Stored data entries
####################

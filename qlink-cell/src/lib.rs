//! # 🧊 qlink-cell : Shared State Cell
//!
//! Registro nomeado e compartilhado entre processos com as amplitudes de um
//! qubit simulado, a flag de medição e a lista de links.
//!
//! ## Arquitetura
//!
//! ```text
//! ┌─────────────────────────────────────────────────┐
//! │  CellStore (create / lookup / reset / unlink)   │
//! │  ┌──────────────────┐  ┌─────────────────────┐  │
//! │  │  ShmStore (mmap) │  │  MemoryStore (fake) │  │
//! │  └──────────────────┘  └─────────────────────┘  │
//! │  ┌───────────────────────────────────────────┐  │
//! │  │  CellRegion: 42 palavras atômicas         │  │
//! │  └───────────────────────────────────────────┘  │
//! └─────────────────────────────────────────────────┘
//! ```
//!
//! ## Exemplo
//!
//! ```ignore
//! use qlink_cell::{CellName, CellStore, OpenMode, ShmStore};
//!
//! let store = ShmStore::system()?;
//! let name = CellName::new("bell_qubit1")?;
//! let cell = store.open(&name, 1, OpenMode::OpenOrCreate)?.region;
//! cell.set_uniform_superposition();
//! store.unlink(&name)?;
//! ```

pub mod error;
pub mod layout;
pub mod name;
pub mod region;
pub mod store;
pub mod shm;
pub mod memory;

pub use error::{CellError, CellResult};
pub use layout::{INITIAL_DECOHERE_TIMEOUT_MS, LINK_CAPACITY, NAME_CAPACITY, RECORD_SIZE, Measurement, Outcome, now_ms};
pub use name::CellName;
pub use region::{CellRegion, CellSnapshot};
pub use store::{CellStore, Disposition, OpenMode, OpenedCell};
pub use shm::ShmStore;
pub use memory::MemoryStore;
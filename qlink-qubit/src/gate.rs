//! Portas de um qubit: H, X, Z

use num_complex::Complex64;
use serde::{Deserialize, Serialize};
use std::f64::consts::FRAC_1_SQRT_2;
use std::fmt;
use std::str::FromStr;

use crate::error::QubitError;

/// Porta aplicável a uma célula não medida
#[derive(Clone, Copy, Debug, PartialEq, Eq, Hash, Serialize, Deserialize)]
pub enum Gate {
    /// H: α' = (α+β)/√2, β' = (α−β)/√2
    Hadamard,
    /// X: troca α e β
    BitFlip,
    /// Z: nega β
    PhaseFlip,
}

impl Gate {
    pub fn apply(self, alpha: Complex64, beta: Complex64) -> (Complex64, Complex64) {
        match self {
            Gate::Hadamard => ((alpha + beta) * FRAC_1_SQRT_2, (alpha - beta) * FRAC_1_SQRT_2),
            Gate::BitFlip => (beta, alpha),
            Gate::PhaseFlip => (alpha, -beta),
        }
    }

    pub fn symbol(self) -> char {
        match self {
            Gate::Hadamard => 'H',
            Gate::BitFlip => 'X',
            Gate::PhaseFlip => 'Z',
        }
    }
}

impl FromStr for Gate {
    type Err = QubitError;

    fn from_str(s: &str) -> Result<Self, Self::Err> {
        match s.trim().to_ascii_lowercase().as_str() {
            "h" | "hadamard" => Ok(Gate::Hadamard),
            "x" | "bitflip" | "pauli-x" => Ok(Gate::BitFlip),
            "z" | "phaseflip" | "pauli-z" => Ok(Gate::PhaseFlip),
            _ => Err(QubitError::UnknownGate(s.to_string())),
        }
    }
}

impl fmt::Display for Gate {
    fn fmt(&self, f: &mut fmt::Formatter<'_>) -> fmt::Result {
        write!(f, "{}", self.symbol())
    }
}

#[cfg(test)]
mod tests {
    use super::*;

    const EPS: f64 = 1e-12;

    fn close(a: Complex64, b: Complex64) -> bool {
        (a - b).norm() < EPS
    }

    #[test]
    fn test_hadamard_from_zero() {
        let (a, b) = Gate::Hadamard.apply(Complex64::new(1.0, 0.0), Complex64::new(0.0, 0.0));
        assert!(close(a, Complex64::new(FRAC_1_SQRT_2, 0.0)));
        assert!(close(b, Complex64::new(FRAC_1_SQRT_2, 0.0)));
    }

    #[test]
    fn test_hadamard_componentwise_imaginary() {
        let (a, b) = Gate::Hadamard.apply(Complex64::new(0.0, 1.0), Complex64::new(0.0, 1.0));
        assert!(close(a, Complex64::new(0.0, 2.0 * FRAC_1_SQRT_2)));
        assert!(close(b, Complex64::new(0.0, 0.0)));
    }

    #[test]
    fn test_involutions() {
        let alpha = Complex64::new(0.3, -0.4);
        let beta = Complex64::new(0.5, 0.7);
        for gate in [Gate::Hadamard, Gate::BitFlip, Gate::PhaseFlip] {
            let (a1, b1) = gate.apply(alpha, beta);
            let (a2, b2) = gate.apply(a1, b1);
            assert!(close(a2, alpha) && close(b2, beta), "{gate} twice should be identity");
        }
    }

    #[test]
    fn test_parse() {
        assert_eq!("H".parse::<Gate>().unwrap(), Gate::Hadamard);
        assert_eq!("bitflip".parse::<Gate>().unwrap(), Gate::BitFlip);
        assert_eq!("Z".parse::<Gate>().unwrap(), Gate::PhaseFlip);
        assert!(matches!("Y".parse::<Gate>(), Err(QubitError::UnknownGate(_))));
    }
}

####################

- _Prompt_
Having read the entries, output all of them verbatim.

- _Written solution_
filename qlink-cell/src/lib.rs
//! # 🧊 qlink-cell : Shared State Cell
//!
//! Registro nomeado e compartilhado entre processos com as amplitudes de um
//! qubit simulado, a flag de medição e a lista de links.
//!
//! ## Arquitetura
//!
//! ```text
//! ┌─────────────────────────────────────────────────┐
//! │  CellStore (create / lookup / reset / unlink)   │
//! │  ┌──────────────────┐  ┌─────────────────────┐  │
//! │  │  ShmStore (mmap) │  │  MemoryStore (fake) │  │
//! │  └──────────────────┘  └─────────────────────┘  │
//! │  ┌───────────────────────────────────────────┐  │
//! │  │  CellRegion: 42 palavras atômicas         │  │
//! │  └───────────────────────────────────────────┘  │
//! └─────────────────────────────────────────────────┘
//! ```
//!
//! ## Exemplo
//!
//! ```ignore
//! use qlink_cell::{CellName, CellStore, OpenMode, ShmStore};
//!
//! let store = ShmStore::system()?;
//! let name = CellName::new("bell_qubit1")?;
//! let cell = store.open(&name, 1, OpenMode::OpenOrCreate)?.region;
//! cell.set_uniform_superposition();
//! store.unlink(&name)?;
//! ```

pub mod error;
pub mod layout;
pub mod name;
pub mod region;
pub mod store;
pub mod shm;
pub mod memory;

pub use error::{CellError, CellResult};
pub use layout::{INITIAL_DECOHERE_TIMEOUT_MS, LINK_CAPACITY, NAME_CAPACITY, RECORD_SIZE, Measurement, Outcome, now_ms};
pub use name::CellName;
pub use region::{CellRegion, CellSnapshot};
pub use store::{CellStore, Disposition, OpenMode, OpenedCell};
pub use shm::ShmStore;
pub use memory::MemoryStore;
filename qlink-qubit/src/gate.rs
//! Portas de um qubit: H, X, Z

use num_complex::Complex64;
use serde::{Deserialize, Serialize};
use std::f64::consts::FRAC_1_SQRT_2;
use std::fmt;
use std::str::FromStr;

use crate::error::QubitError;

/// Porta aplicável a uma célula não medida
#[derive(Clone, Copy, Debug, PartialEq, Eq, Hash, Serialize, Deserialize)]
pub enum Gate {
    /// H: α' = (α+β)/√2, β' = (α−β)/√2
    Hadamard,
    /// X: troca α e β
    BitFlip,
    /// Z: nega β
    PhaseFlip,
}

impl Gate {
    pub fn apply(self, alpha: Complex64, beta: Complex64) -> (Complex64, Complex64) {
        match self {
            Gate::Hadamard => ((alpha + beta) * FRAC_1_SQRT_2, (alpha - beta) * FRAC_1_SQRT_2),
            Gate::BitFlip => (beta, alpha),
            Gate::PhaseFlip => (alpha, -beta),
        }
    }

    pub fn symbol(self) -> char {
        match self {
            Gate::Hadamard => 'H',
            Gate::BitFlip => 'X',
            Gate::PhaseFlip => 'Z',
        }
    }
}

impl FromStr for Gate {
    type Err = QubitError;

    fn from_str(s: &str) -> Result<Self, Self::Err> {
        match s.trim().to_ascii_lowercase().as_str() {
            "h" | "hadamard" => Ok(Gate::Hadamard),
            "x" | "bitflip" | "pauli-x" => Ok(Gate::BitFlip),
            "z" | "phaseflip" | "pauli-z" => Ok(Gate::PhaseFlip),
            _ => Err(QubitError::UnknownGate(s.to_string())),
        }
    }
}

impl fmt::Display for Gate {
    fn fmt(&self, f: &mut fmt::Formatter<'_>) -> fmt::Result {
        write!(f, "{}", self.symbol())
    }
}

#[cfg(test)]
mod tests {
    use super::*;

    const EPS: f64 = 1e-12;

    fn close(a: Complex64, b: Complex64) -> bool {
        (a - b).norm() < EPS
    }

    #[test]
    fn test_hadamard_from_zero() {
        let (a, b) = Gate::Hadamard.apply(Complex64::new(1.0, 0.0), Complex64::new(0.0, 0.0));
        assert!(close(a, Complex64::new(FRAC_1_SQRT_2, 0.0)));
        assert!(close(b, Complex64::new(FRAC_1_SQRT_2, 0.0)));
    }

    #[test]
    fn test_hadamard_componentwise_imaginary() {
        let (a, b) = Gate::Hadamard.apply(Complex64::new(0.0, 1.0), Complex64::new(0.0, 1.0));
        assert!(close(a, Complex64::new(0.0, 2.0 * FRAC_1_SQRT_2)));
        assert!(close(b, Complex64::new(0.0, 0.0)));
    }

    #[test]
    fn test_involutions() {
        let alpha = Complex64::new(0.3, -0.4);
        let beta = Complex64::new(0.5, 0.7);
        for gate in [Gate::Hadamard, Gate::BitFlip, Gate::PhaseFlip] {
            let (a1, b1) = gate.apply(alpha, beta);
            let (a2, b2) = gate.apply(a1, b1);
            assert!(close(a2, alpha) && close(b2, beta), "{gate} twice should be identity");
        }
    }

    #[test]
    fn test_parse() {
        assert_eq!("H".parse::<Gate>().unwrap(), Gate::Hadamard);
        assert_eq!("bitflip".parse::<Gate>().unwrap(), Gate::BitFlip);
        assert_eq!("Z".parse::<Gate>().unwrap(), Gate::PhaseFlip);
        assert!(matches!("Y".parse::<Gate>(), Err(QubitError::UnknownGate(_))));
    }
}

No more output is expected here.